- Church: Catholic Church
- Diocese: Diocese of Arequipa
- In office: 1711–1712
- Predecessor: Antonio de León y Becerra
- Successor: Juan Otálora Bravo de Lagunas
- Previous post: Bishop of Panamá (1699–1711)

Orders
- Consecration: 1701 by Pedro Díaz de Cienfuegos

Personal details
- Born: 1659 Lima, Peru
- Died: January 23, 1712 (age 53) Arequipa

= Juan de Argüelles =

Roman Catholic prelate

Juan de Argüelles (1659 – January 23, 1712) was a Roman Catholic prelate who served as the Bishop of Arequipa (1711–1712) and the Bishop of Panamá (1699–1711).

==Biography==
Juan de Argüelles was born in Lima, Peru and ordained a priest in the Order of Saint Augustine.
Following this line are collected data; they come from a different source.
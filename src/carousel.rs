use std::time::{Duration, Instant};

use crate::timers::{Interval, Timeout};

pub const GALLERY_PERIOD: Duration = Duration::from_secs(5);
pub const GALLERY_RESUME: Duration = Duration::from_secs(5);
pub const SIDEBAR_PERIOD: Duration = Duration::from_secs(8);

/// Auto-advancing slide index. Manual selection pauses the rotation until
/// the resume delay passes without further input.
#[derive(Debug, Clone)]
pub struct Carousel {
    len: usize,
    index: usize,
    advance: Interval,
    resume: Timeout,
}

impl Carousel {
    pub fn new(len: usize, period: Duration, resume_after: Duration, now: Instant) -> Self {
        Self {
            len,
            index: 0,
            advance: Interval::started(period, now),
            resume: Timeout::new(resume_after),
        }
    }

    pub fn index(&self) -> usize {
        self.index
    }

    pub fn len(&self) -> usize {
        self.len
    }

    pub fn is_empty(&self) -> bool {
        self.len == 0
    }

    pub fn is_paused(&self) -> bool {
        self.resume.is_pending()
    }

    pub fn tick(&mut self, now: Instant) {
        if self.resume.fire(now) {
            self.advance.restart(now);
        }
        let steps = self.advance.poll(now) as usize;
        if steps > 0 && self.len > 0 {
            self.index = (self.index + steps) % self.len;
        }
    }

    pub fn select(&mut self, index: usize, now: Instant) {
        if self.len == 0 {
            return;
        }
        self.index = index % self.len;
        self.advance.cancel();
        self.resume.arm(now);
    }

    pub fn next(&mut self, now: Instant) {
        self.select(self.index + 1, now);
    }

    pub fn prev(&mut self, now: Instant) {
        let prev = if self.index == 0 {
            self.len.saturating_sub(1)
        } else {
            self.index - 1
        };
        self.select(prev, now);
    }

    /// Stop all timers, e.g. when the owning page goes away.
    pub fn stop(&mut self) {
        self.advance.cancel();
        self.resume.cancel();
    }
}
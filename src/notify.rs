use std::time::{Duration, Instant};

use rand::Rng;
use rand::distributions::Alphanumeric;

pub const DEFAULT_DURATION: Duration = Duration::from_millis(6000);
pub const EXIT_ANIMATION: Duration = Duration::from_millis(500);
const ID_LEN: usize = 9;

#[derive(Debug, Clone, Copy, PartialEq, Eq)]
pub enum NotificationPhase {
    Visible,
    Dismissed,
}

#[derive(Debug, Clone)]
pub struct Notification {
    pub id: String,
    pub title: String,
    pub body: String,
    pub icon: Option<String>,
    pub duration: Duration,
    shown_at: Instant,
    dismissed_at: Option<Instant>,
}

impl Notification {
    pub fn phase(&self) -> NotificationPhase {
        if self.dismissed_at.is_some() {
            NotificationPhase::Dismissed
        } else {
            NotificationPhase::Visible
        }
    }

    pub fn expires_at(&self) -> Instant {
        self.shown_at + self.duration
    }

    /// Fraction of the display duration still left, for the countdown bar.
    pub fn remaining_fraction(&self, now: Instant) -> f64 {
        if self.dismissed_at.is_some() || self.duration.is_zero() {
            return 0.0;
        }
        let left = self.expires_at().saturating_duration_since(now);
        (left.as_secs_f64() / self.duration.as_secs_f64()).clamp(0.0, 1.0)
    }

    fn gone(&self, now: Instant) -> bool {
        self.dismissed_at
            .is_some_and(|at| now.saturating_duration_since(at) >= EXIT_ANIMATION)
    }
}

/// Transient messages in insertion order. Producers that delay a message
/// (the welcome scheduler) hold it in their own timer until it is pushed;
/// from then on it is visible until it expires or is closed, and lingers for
/// the exit animation before it leaves the render list.
#[derive(Debug, Clone, Default)]
pub struct NotificationQueue {
    items: Vec<Notification>,
}

impl NotificationQueue {
    pub fn new() -> Self {
        Self::default()
    }

    pub fn push(
        &mut self,
        title: impl Into<String>,
        body: impl Into<String>,
        icon: Option<String>,
        duration: Option<Duration>,
        now: Instant,
    ) -> String {
        let id = self.fresh_id();
        self.items.push(Notification {
            id: id.clone(),
            title: title.into(),
            body: body.into(),
            icon,
            duration: duration.unwrap_or(DEFAULT_DURATION),
            shown_at: now,
            dismissed_at: None,
        });
        id
    }

    fn fresh_id(&self) -> String {
        let mut rng = rand::thread_rng();
        loop {
            let id: String = (&mut rng)
                .sample_iter(&Alphanumeric)
                .take(ID_LEN)
                .map(|b| char::from(b).to_ascii_lowercase())
                .collect();
            if !self.items.iter().any(|n| n.id == id) {
                return id;
            }
        }
    }

    /// User close. Returns false when the id is unknown or already closing.
    pub fn dismiss(&mut self, id: &str, now: Instant) -> bool {
        match self
            .items
            .iter_mut()
            .find(|n| n.id == id && n.dismissed_at.is_none())
        {
            Some(n) => {
                n.dismissed_at = Some(now);
                true
            }
            None => false,
        }
    }

    pub fn dismiss_latest(&mut self, now: Instant) -> bool {
        let Some(id) = self.visible().last().map(|n| n.id.clone()) else {
            return false;
        };
        self.dismiss(&id, now)
    }

    /// Expire elapsed notifications and drop those whose exit animation ended.
    pub fn tick(&mut self, now: Instant) {
        for n in &mut self.items {
            if n.dismissed_at.is_none() && now >= n.expires_at() {
                n.dismissed_at = Some(n.expires_at());
            }
        }
        self.items.retain(|n| !n.gone(now));
    }

    pub fn visible(&self) -> Vec<&Notification> {
        self.items
            .iter()
            .filter(|n| n.phase() == NotificationPhase::Visible)
            .collect()
    }

    /// Everything still on screen, including notifications playing their exit.
    pub fn rendered(&self) -> &[Notification] {
        &self.items
    }

    pub fn get(&self, id: &str) -> Option<&Notification> {
        self.items.iter().find(|n| n.id == id)
    }

    pub fn len(&self) -> usize {
        self.items.len()
    }

    pub fn is_empty(&self) -> bool {
        self.items.is_empty()
    }

    pub fn clear(&mut self) {
        self.items.clear();
    }
}

#[cfg(test)]
mod tests {
    use super::*;

    #[test]
    fn ids_are_lowercase_alphanumeric() {
        let mut q = NotificationQueue::new();
        let id = q.push("t", "b", None, None, Instant::now());
        assert_eq!(id.len(), ID_LEN);
        assert!(id.chars().all(|c| c.is_ascii_lowercase() || c.is_ascii_digit()));
    }

    #[test]
    fn remaining_fraction_counts_down() {
        let start = Instant::now();
        let mut q = NotificationQueue::new();
        let id = q.push("t", "b", None, Some(Duration::from_secs(4)), start);
        let n = q.get(&id).unwrap();
        assert_eq!(n.remaining_fraction(start), 1.0);
        assert!((n.remaining_fraction(start + Duration::from_secs(1)) - 0.75).abs() < 1e-9);
        assert_eq!(n.remaining_fraction(start + Duration::from_secs(9)), 0.0);
    }
}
On May 18, 1699, he was appointed by the King of Spain and confirmed by Pope Innocent XII as Bishop of Panamá. In 1701, he was consecrated bishop by Pedro Díaz de Cienfuegos, Bishop of Trujillo. On March 21, 1711, he was appointed by the King of Spain and confirmed by Pope Clement XI as Bishop of Arequipa. He served as Bishop of Arequipa until his death on January 23, 1712.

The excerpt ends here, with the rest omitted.